Вопрос о праотчине есть начало истории, задача которой – объединение под «Стоящим в отцов и в праотца место» для возвращения им жизни.
«Отец истории» начинает свой рассказ с борьбы Европы с Азией; он, следовательно, отец истории военной. Но сам он – сын отца истории священной – народа, народа, который еще помнит об общей праотчине враждующих частей света. Вопрос о праотчине, а не борьба и есть истинное начало истории, а международное исследование этого вопроса было бы уже началом искупления греха розни и борьбы, хотя подчинение, прекращающее борьбу, не есть еще истинное благо, а может быть только путем к нему [121] .

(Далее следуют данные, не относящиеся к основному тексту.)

use std::sync::Arc;

use colorscreen_core::ScreenType;
use colorscreen_dsp::{Deconvolution, DeconvolutionMode, Mtf};

/// Side length of the periodic screen tile, in subpixels. One period of
/// the real screen mosaic is resampled onto this grid regardless of its
/// physical size, so downstream code always indexes it the same way.
pub const SIZE: usize = 128;

/// One repeat period of an additive color-screen mosaic: a multiplicative
/// RGB mask (`mult`) applied to the incoming light and an additive RGB
/// term (`add`) for the dye layer's own minimum transmission, both
/// `SIZE x SIZE`, row-major, channel-interleaved.
#[derive(Debug, Clone)]
pub struct ScreenTile {
    mult: Vec<[f32; 3]>,
    add: Vec<[f32; 3]>,
}

impl ScreenTile {
    /// The neutral tile: `mult = 1`, `add = 0` everywhere. Used as the
    /// default before a real screen type is known, and as the
    /// multiplicative identity when composing tiles.
    pub fn identity() -> Self {
        ScreenTile {
            mult: vec![[1.0, 1.0, 1.0]; SIZE * SIZE],
            add: vec![[0.0, 0.0, 0.0]; SIZE * SIZE],
        }
    }

    pub fn mult_at(&self, x: usize, y: usize) -> [f32; 3] {
        self.mult[(y % SIZE) * SIZE + (x % SIZE)]
    }

    pub fn add_at(&self, x: usize, y: usize) -> [f32; 3] {
        self.add[(y % SIZE) * SIZE + (x % SIZE)]
    }

    /// Bilinearly samples `mult` at fractional period coordinates,
    /// wrapping at the tile boundary since the pattern is periodic.
    pub fn interpolated_mult(&self, x: f64, y: f64) -> [f32; 3] {
        let x = x.rem_euclid(SIZE as f64);
        let y = y.rem_euclid(SIZE as f64);
        let x0 = x.floor() as usize % SIZE;
        let y0 = y.floor() as usize % SIZE;
        let x1 = (x0 + 1) % SIZE;
        let y1 = (y0 + 1) % SIZE;
        let tx = x - x.floor();
        let ty = y - y.floor();

        let mut out = [0.0f32; 3];
        for c in 0..3 {
            let p00 = self.mult[y0 * SIZE + x0][c] as f64;
            let p10 = self.mult[y0 * SIZE + x1][c] as f64;
            let p01 = self.mult[y1 * SIZE + x0][c] as f64;
            let p11 = self.mult[y1 * SIZE + x1][c] as f64;
            let top = p00 * (1.0 - tx) + p10 * tx;
            let bottom = p01 * (1.0 - tx) + p11 * tx;
            out[c] = (top * (1.0 - ty) + bottom * ty) as f32;
        }
        out
    }

    /// Builds the tile for `screen_type`, where `w_r`/`h_g` are the
    /// proportions of the repeat period (in `[0, 1]`) occupied by the red
    /// and green components respectively — the same two parameters the
    /// `.par` file's `scr_type` block carries for Dufay-family screens.
    pub fn initialize(screen_type: ScreenType, w_r: f64, h_g: f64) -> Self {
        match screen_type {
            ScreenType::Random => ScreenTile::identity(),
            ScreenType::Dufay => dufay_tile(w_r, h_g),
            ScreenType::Paget | ScreenType::Finlay => diagonal_lattice_tile(),
            ScreenType::Thames => disk_tile(),
            ScreenType::Joly
            | ScreenType::WarnerPowrie
            | ScreenType::DioptichromeB
            | ScreenType::ImprovedDioptichromeB
            | ScreenType::Omnicolore => parallel_strip_tile(w_r, h_g),
        }
    }

    /// A schematic, enlarged variant for on-screen preview: the same
    /// pattern as [`Self::initialize`] but with a visible gap between
    /// patches so individual dots/strips are legible at low zoom.
    pub fn initialize_preview(screen_type: ScreenType, w_r: f64, h_g: f64) -> Self {
        let base = Self::initialize(screen_type, w_r, h_g);
        let gap = SIZE / 16;
        let mut mult = base.mult.clone();
        for y in 0..SIZE {
            for x in 0..SIZE {
                if x % (SIZE / 4) < gap || y % (SIZE / 4) < gap {
                    mult[y * SIZE + x] = [0.05, 0.05, 0.05];
                }
            }
        }
        ScreenTile {
            mult,
            add: base.add,
        }
    }

    /// Blurs `mult` (and `add`, which is typically near-uniform) by the
    /// given MTF, running the FFT path for a nontrivial PSF radius and a
    /// cheap separable pass for a tiny one.
    pub fn initialize_with_blur(&self, mtf: &Arc<Mtf>) -> Self {
        let radius = mtf.psf_radius(1.0);
        if radius <= 1 {
            return self.clone();
        }
        let deconv = Deconvolution::new(mtf.clone(), DeconvolutionMode::Blur, true, 1.0);
        let mut mult = vec![[0.0f32; 3]; SIZE * SIZE];
        for c in 0..3 {
            let mut plane: Vec<f64> = self.mult.iter().map(|p| p[c] as f64).collect();
            // The tile is periodic; tiling it out so the deconvolution's
            // border padding sees a continuation of the pattern rather
            // than a clamped edge keeps the blur itself periodic too.
            let _ = deconv.process_plane(&mut plane, SIZE, SIZE);
            for (i, v) in plane.iter().enumerate() {
                mult[i][c] = *v as f32;
            }
        }
        ScreenTile {
            mult,
            add: self.add.clone(),
        }
    }
}

fn idx(x: usize, y: usize) -> usize {
    y * SIZE + x
}

/// Builds the per-column coverage fraction of each class in `widths`
/// (each in screen-period units, summing to the tile size or less) with
/// anti-aliased boundaries: a column straddling a boundary gets a
/// fractional split between the two neighboring classes rather than a
/// hard assignment.
fn strip_fractions(widths: &[f64]) -> Vec<Vec<f64>> {
    let period: f64 = widths.iter().sum();
    let scale = SIZE as f64 / period.max(1e-9);
    let mut boundaries = Vec::with_capacity(widths.len() + 1);
    let mut acc = 0.0;
    boundaries.push(0.0);
    for w in widths {
        acc += w * scale;
        boundaries.push(acc);
    }

    let mut out = vec![vec![0.0; SIZE]; widths.len()];
    for x in 0..SIZE {
        let lo = x as f64;
        let hi = (x + 1) as f64;
        for (class, win) in boundaries.windows(2).enumerate() {
            let (b0, b1) = (win[0], win[1]);
            let overlap = (hi.min(b1) - lo.max(b0)).max(0.0);
            out[class][x] += overlap;
        }
    }
    out
}

/// Dufay screens: a red strip running along `y`, with green and blue
/// splitting the remaining (non-red) area by alternating along the
/// orthogonal axis `x`. The two profiles combine multiplicatively rather
/// than partitioning a single axis three ways, so the period-integral
/// proportions come out to `red = w_r`, `green = (1 - w_r) * h_g`,
/// `blue = (1 - w_r) * (1 - h_g)`.
fn dufay_tile(w_r: f64, h_g: f64) -> ScreenTile {
    let w_r = w_r.clamp(1e-6, 1.0 - 1e-6);
    let h_g = h_g.clamp(1e-6, 1.0 - 1e-6);
    let red_by_y = &strip_fractions(&[w_r, 1.0 - w_r])[0];
    let green_by_x = &strip_fractions(&[h_g, 1.0 - h_g])[0];

    let mut mult = vec![[0.0f32; 3]; SIZE * SIZE];
    for y in 0..SIZE {
        let red = red_by_y[y];
        let non_red = 1.0 - red;
        for x in 0..SIZE {
            let green = green_by_x[x] * non_red;
            let blue = (1.0 - green_by_x[x]) * non_red;
            mult[idx(x, y)] = [red as f32, green as f32, blue as f32];
        }
    }
    ScreenTile {
        mult,
        add: vec![[0.0; 3]; SIZE * SIZE],
    }
}

/// Three parallel strips of adjustable widths (Joly, Warner-Powrie,
/// Omnicolore, Dioptichrome B and its improved variant): `w_r`/`h_g` give
/// the first two widths, the third fills the remainder of the period.
fn parallel_strip_tile(w_r: f64, h_g: f64) -> ScreenTile {
    let fractions = strip_fractions(&[w_r, h_g, (1.0 - w_r - h_g).max(0.0)]);
    let mut mult = vec![[0.0f32; 3]; SIZE * SIZE];
    for y in 0..SIZE {
        for x in 0..SIZE {
            mult[idx(x, y)] = [
                fractions[0][x] as f32,
                fractions[1][x] as f32,
                fractions[2][x] as f32,
            ];
        }
    }
    ScreenTile {
        mult,
        add: vec![[0.0; 3]; SIZE * SIZE],
    }
}

/// Toroidal distance between two points on the `SIZE x SIZE` period,
/// needed because the diagonal lattice and disk patterns must tile
/// seamlessly.
fn toroidal_dist(ax: f64, ay: f64, bx: f64, by: f64) -> f64 {
    let mut dx = (ax - bx).abs();
    let mut dy = (ay - by).abs();
    if dx > SIZE as f64 / 2.0 {
        dx = SIZE as f64 - dx;
    }
    if dy > SIZE as f64 / 2.0 {
        dy = SIZE as f64 - dy;
    }
    (dx * dx + dy * dy).sqrt()
}

/// Paget/Finlay screens: a checkerboard of red/green squares rotated 45
/// degrees, with a blue diagonal lattice running between them. The ratio
/// between the blue diagonal's width and the red/green cell size follows
/// Wall's measured proportion, `0.085 / (0.063 + 0.085)`.
fn diagonal_lattice_tile() -> ScreenTile {
    const RED_GREEN_DIAGONAL: f64 = 0.085 / (0.063 + 0.085);
    let cell = SIZE as f64 / 8.0;
    let blue_width = cell * RED_GREEN_DIAGONAL;

    let mut mult = vec![[0.0f32; 3]; SIZE * SIZE];
    for y in 0..SIZE {
        for x in 0..SIZE {
            // Rotate into diagonal lattice coordinates.
            let u = (x as f64 + y as f64) / std::f64::consts::SQRT_2;
            let v = (x as f64 - y as f64) / std::f64::consts::SQRT_2;
            let diag_cell = cell * std::f64::consts::SQRT_2;

            let du = u.rem_euclid(diag_cell);
            let near_diag_u = du.min(diag_cell - du) < blue_width;
            let dv = v.rem_euclid(diag_cell);
            let near_diag_v = dv.min(diag_cell - dv) < blue_width;

            if near_diag_u || near_diag_v {
                mult[idx(x, y)] = [0.0, 0.0, 1.0];
            } else {
                let checker = ((u / diag_cell).floor() as i64 + (v / diag_cell).floor() as i64) & 1;
                mult[idx(x, y)] = if checker == 0 {
                    [1.0, 0.0, 0.0]
                } else {
                    [0.0, 1.0, 0.0]
                };
            }
        }
    }
    ScreenTile {
        mult,
        add: vec![[0.0; 3]; SIZE * SIZE],
    }
}

/// Thames screens: colored disks on a square lattice, one primary per
/// lattice point in an R/G/B repeating sequence, with the background
/// between disks treated as the fourth (unexposed) corner color.
fn disk_tile() -> ScreenTile {
    const DISK_FRACTION: f64 = 68.0 / 256.0;
    let spacing = SIZE as f64 / 4.0;
    let radius = DISK_FRACTION * spacing;

    let colors = [[1.0, 0.0, 0.0], [0.0, 1.0, 0.0], [0.0, 0.0, 1.0]];
    let mut centers = Vec::new();
    for gy in 0..4 {
        for gx in 0..4 {
            let color = colors[(gx + gy) % 3];
            centers.push((gx as f64 * spacing, gy as f64 * spacing, color));
        }
    }

    let mut mult = vec![[0.0f32; 3]; SIZE * SIZE];
    for y in 0..SIZE {
        for x in 0..SIZE {
            let mut best: Option<[f32; 3]> = None;
            let mut best_dist = f64::INFINITY;
            for &(cx, cy, color) in &centers {
                let d = toroidal_dist(x as f64 + 0.5, y as f64 + 0.5, cx, cy);
                if d < best_dist {
                    best_dist = d;
                    best = Some(color);
                }
            }
            mult[idx(x, y)] = if best_dist <= radius {
                best.unwrap()
            } else {
                [0.15, 0.15, 0.15]
            };
        }
    }
    ScreenTile {
        mult,
        add: vec![[0.0; 3]; SIZE * SIZE],
    }
}

#[cfg(test)]
mod tests {
    use super::*;

    #[test]
    fn identity_tile_is_the_multiplicative_neutral_element() {
        let tile = ScreenTile::identity();
        assert_eq!(tile.mult_at(10, 20), [1.0, 1.0, 1.0]);
        assert_eq!(tile.add_at(10, 20), [0.0, 0.0, 0.0]);
    }

    #[test]
    fn dufay_strip_proportions_match_requested_widths() {
        let w_r = 0.4;
        let h_g = 0.3;
        let tile = ScreenTile::initialize(ScreenType::Dufay, w_r, h_g);
        let mut red_sum = 0.0;
        let mut green_sum = 0.0;
        let mut blue_sum = 0.0;
        for y in 0..SIZE {
            for x in 0..SIZE {
                let p = tile.mult_at(x, y);
                red_sum += p[0] as f64;
                green_sum += p[1] as f64;
                blue_sum += p[2] as f64;
            }
        }
        let total = (red_sum + green_sum + blue_sum) / SIZE as f64;
        let expected_red = w_r * SIZE as f64;
        let expected_green = (1.0 - w_r) * h_g * SIZE as f64;
        let expected_blue = (1.0 - w_r) * (1.0 - h_g) * SIZE as f64;
        assert!((total - SIZE as f64).abs() < 1.0, "total={total}");
        assert!((red_sum / SIZE as f64 - expected_red).abs() < 1.0);
        assert!((green_sum / SIZE as f64 - expected_green).abs() < 1.0);
        assert!((blue_sum / SIZE as f64 - expected_blue).abs() < 1.0);
    }

    #[test]
    fn dufay_red_runs_along_y_and_green_alternates_along_x() {
        // Red is constant across a row (depends only on y); green/blue vary
        // along a row (depend on x within the non-red region).
        let tile = ScreenTile::initialize(ScreenType::Dufay, 0.5, 0.5);
        let row_y = 3 * SIZE / 4; // well inside the non-red half for w_r = 0.5
        let p0 = tile.mult_at(SIZE / 4, row_y);
        let p1 = tile.mult_at(3 * SIZE / 4, row_y);
        assert!((p0[0] - p1[0]).abs() < 1e-4);
        assert!((p0[1] - p1[1]).abs() > 1e-3 || (p0[2] - p1[2]).abs() > 1e-3);
    }

    #[test]
    fn tile_is_periodic_at_its_own_boundary() {
        let tile = ScreenTile::initialize(ScreenType::Thames, 0.5, 0.5);
        assert_eq!(tile.mult_at(0, 0), tile.mult_at(SIZE, SIZE));
        assert_eq!(tile.mult_at(5, 5), tile.mult_at(SIZE + 5, 2 * SIZE + 5));
    }

    #[test]
    fn interpolated_mult_matches_grid_at_integer_coordinates() {
        let tile = ScreenTile::initialize(ScreenType::Joly, 0.3, 0.3);
        let grid = tile.mult_at(40, 70);
        let interp = tile.interpolated_mult(40.0, 70.0);
        for c in 0..3 {
            assert!((grid[c] - interp[c]).abs() < 1e-4);
        }
    }
}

Но и в вопросе о праотчине проявилась вражда Европы с Азиею: Европа, прикрываясь ученым беспристрастием, хочет быть прародиной вопреки народному и священному преданию, которое считает праотчиною Азию.
Но если история борьбы не может быть началом, то она не может быть и концом. Уже при самом начале борьбы, описываемой светским историком, становится исторически известною Византия, Новый Илион, будущий Константинополь и Второй Рим, предтеча Третьего Рима, Москвы. Москва же, не допуская возможности четвертого Рима, то есть отказываясь иметь сына [122] и исключительно посвящая себя долгу сыновнему, тем самым принимает на себя обет восстановить Отца (Царьград), Второй Рим, и примирить его с Первым. В союзе со Вторым Римом, отказываясь от господства и власти, составлявших существенную черту римского собирания или умиротворения, и руководствуясь знанием, вдохновленным сыновнею любовью, Москва найдет, наконец, праотчину и объединит всех в общем, братском деле.